[Your task] The response must match the data below exactly, line for line.
[Opening Input for this task section]
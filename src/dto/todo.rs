use crate::domain;
use crate::domain::todo::{MutationOutcome, Priority};
use chrono::{DateTime, Utc};
use derive_more::Display;
use serde::{Deserialize, Serialize};
use utoipa::ToSchema;
use validator::{Validate, ValidationError, ValidationErrors};

fn default_priority() -> i32 {
    Priority::Low.value()
}

/// Converts a validated wire priority into the domain's, reporting it the same way
/// [Validate] would if it's out of range
fn domain_priority(raw: i32) -> Result<Priority, ValidationErrors> {
    Priority::try_from(raw).map_err(|_| {
        let mut errors = ValidationErrors::new();
        errors.add("priority", ValidationError::new("range"));
        errors
    })
}

/// DTO for a todo returned on the API
#[derive(Clone, Debug, PartialEq, Serialize, Deserialize, ToSchema)]
pub struct TodoItem {
    #[schema(example = 10)]
    pub id: i32,
    #[schema(example = "Buy milk")]
    pub title: String,
    /// 1 (low), 2 (medium) or 3 (high)
    #[schema(example = 2, minimum = 1, maximum = 3)]
    pub priority: i32,
    pub deleted: bool,
    pub updated_at: DateTime<Utc>,
}

impl From<domain::todo::Todo> for TodoItem {
    fn from(value: domain::todo::Todo) -> Self {
        TodoItem {
            id: value.id,
            title: value.title,
            priority: value.priority.value(),
            deleted: value.deleted,
            updated_at: value.updated_at,
        }
    }
}

/// DTO for creating a new todo via the API. A blank title is accepted on the wire but the
/// todo won't be created.
#[derive(Clone, Debug, Serialize, Deserialize, Display, Validate, ToSchema)]
#[display("{title:?} at priority {priority}")]
pub struct NewTodo {
    #[schema(example = "Buy milk")]
    pub title: String,
    #[serde(default = "default_priority")]
    #[validate(range(min = 1, max = 3))]
    #[schema(example = 2, minimum = 1, maximum = 3)]
    pub priority: i32,
}

impl TryFrom<NewTodo> for domain::todo::NewTodo {
    type Error = ValidationErrors;

    fn try_from(value: NewTodo) -> Result<Self, Self::Error> {
        value.validate()?;

        Ok(domain::todo::NewTodo {
            priority: domain_priority(value.priority)?,
            title: value.title,
        })
    }
}

/// DTO for updating a todo's content via the API
#[derive(Clone, Debug, Serialize, Deserialize, Display, Validate, ToSchema)]
#[display("{title:?} at priority {priority}")]
pub struct UpdateTodo {
    #[schema(example = "Buy oat milk")]
    pub title: String,
    #[validate(range(min = 1, max = 3))]
    #[schema(example = 3, minimum = 1, maximum = 3)]
    pub priority: i32,
}

impl TryFrom<UpdateTodo> for domain::todo::UpdateTodo {
    type Error = ValidationErrors;

    fn try_from(value: UpdateTodo) -> Result<Self, Self::Error> {
        value.validate()?;

        Ok(domain::todo::UpdateTodo {
            priority: domain_priority(value.priority)?,
            title: value.title,
        })
    }
}

/// DTO describing what a create/update/delete call did to the store
#[derive(Clone, Debug, PartialEq, Serialize, Deserialize, ToSchema)]
pub struct MutationReceipt {
    /// False when the request was dropped before reaching the store (blank title, no id,
    /// nobody signed in)
    pub applied: bool,
    #[schema(example = 1)]
    pub affected_rows: u64,
    #[schema(example = 5)]
    pub created_id: Option<i32>,
    #[schema(example = "blank_title")]
    pub skip_reason: Option<String>,
}

impl From<MutationOutcome> for MutationReceipt {
    fn from(value: MutationOutcome) -> Self {
        match value {
            MutationOutcome::Created { id } => MutationReceipt {
                applied: true,
                affected_rows: 1,
                created_id: Some(id),
                skip_reason: None,
            },
            MutationOutcome::Applied { affected_rows } => MutationReceipt {
                applied: true,
                affected_rows,
                created_id: None,
                skip_reason: None,
            },
            MutationOutcome::Skipped(reason) => MutationReceipt {
                applied: false,
                affected_rows: 0,
                created_id: None,
                skip_reason: Some(reason.code().to_owned()),
            },
        }
    }
}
[Closing Input for this task section]
[Output for this task]
filename src/dto/todo.rs
use crate::domain;
use crate::domain::todo::{MutationOutcome, Priority};
use chrono::{DateTime, Utc};
use derive_more::Display;
use serde::{Deserialize, Serialize};
use utoipa::ToSchema;
use validator::{Validate, ValidationError, ValidationErrors};

fn default_priority() -> i32 {
    Priority::Low.value()
}

/// Converts a validated wire priority into the domain's, reporting it the same way
/// [Validate] would if it's out of range
fn domain_priority(raw: i32) -> Result<Priority, ValidationErrors> {
    Priority::try_from(raw).map_err(|_| {
        let mut errors = ValidationErrors::new();
        errors.add("priority", ValidationError::new("range"));
        errors
    })
}

/// DTO for a todo returned on the API
#[derive(Clone, Debug, PartialEq, Serialize, Deserialize, ToSchema)]
pub struct TodoItem {
    #[schema(example = 10)]
    pub id: i32,
    #[schema(example = "Buy milk")]
    pub title: String,
    /// 1 (low), 2 (medium) or 3 (high)
    #[schema(example = 2, minimum = 1, maximum = 3)]
    pub priority: i32,
    pub deleted: bool,
    pub updated_at: DateTime<Utc>,
}

impl From<domain::todo::Todo> for TodoItem {
    fn from(value: domain::todo::Todo) -> Self {
        TodoItem {
            id: value.id,
            title: value.title,
            priority: value.priority.value(),
            deleted: value.deleted,
            updated_at: value.updated_at,
        }
    }
}

/// DTO for creating a new todo via the API. A blank title is accepted on the wire but the
/// todo won't be created.
#[derive(Clone, Debug, Serialize, Deserialize, Display, Validate, ToSchema)]
#[display("{title:?} at priority {priority}")]
pub struct NewTodo {
    #[schema(example = "Buy milk")]
    pub title: String,
    #[serde(default = "default_priority")]
    #[validate(range(min = 1, max = 3))]
    #[schema(example = 2, minimum = 1, maximum = 3)]
    pub priority: i32,
}

impl TryFrom<NewTodo> for domain::todo::NewTodo {
    type Error = ValidationErrors;

    fn try_from(value: NewTodo) -> Result<Self, Self::Error> {
        value.validate()?;

        Ok(domain::todo::NewTodo {
            priority: domain_priority(value.priority)?,
            title: value.title,
        })
    }
}

/// DTO for updating a todo's content via the API
#[derive(Clone, Debug, Serialize, Deserialize, Display, Validate, ToSchema)]
#[display("{title:?} at priority {priority}")]
pub struct UpdateTodo {
    #[schema(example = "Buy oat milk")]
    pub title: String,
    #[validate(range(min = 1, max = 3))]
    #[schema(example = 3, minimum = 1, maximum = 3)]
    pub priority: i32,
}

impl TryFrom<UpdateTodo> for domain::todo::UpdateTodo {
    type Error = ValidationErrors;

    fn try_from(value: UpdateTodo) -> Result<Self, Self::Error> {
        value.validate()?;

        Ok(domain::todo::UpdateTodo {
            priority: domain_priority(value.priority)?,
            title: value.title,
        })
    }
}

/// DTO describing what a create/update/delete call did to the store
#[derive(Clone, Debug, PartialEq, Serialize, Deserialize, ToSchema)]
pub struct MutationReceipt {
    /// False when the request was dropped before reaching the store (blank title, no id,
    /// nobody signed in)
    pub applied: bool,
    #[schema(example = 1)]
    pub affected_rows: u64,
    #[schema(example = 5)]
    pub created_id: Option<i32>,
    #[schema(example = "blank_title")]
    pub skip_reason: Option<String>,
}

impl From<MutationOutcome> for MutationReceipt {
    fn from(value: MutationOutcome) -> Self {
        match value {
            MutationOutcome::Created { id } => MutationReceipt {
                applied: true,
                affected_rows: 1,
                created_id: Some(id),
                skip_reason: None,
            },
            MutationOutcome::Applied { affected_rows } => MutationReceipt {
                applied: true,
                affected_rows,
                created_id: None,
                skip_reason: None,
            },
            MutationOutcome::Skipped(reason) => MutationReceipt {
                applied: false,
                affected_rows: 0,
                created_id: None,
                skip_reason: Some(reason.code().to_owned()),
            },
        }
    }
}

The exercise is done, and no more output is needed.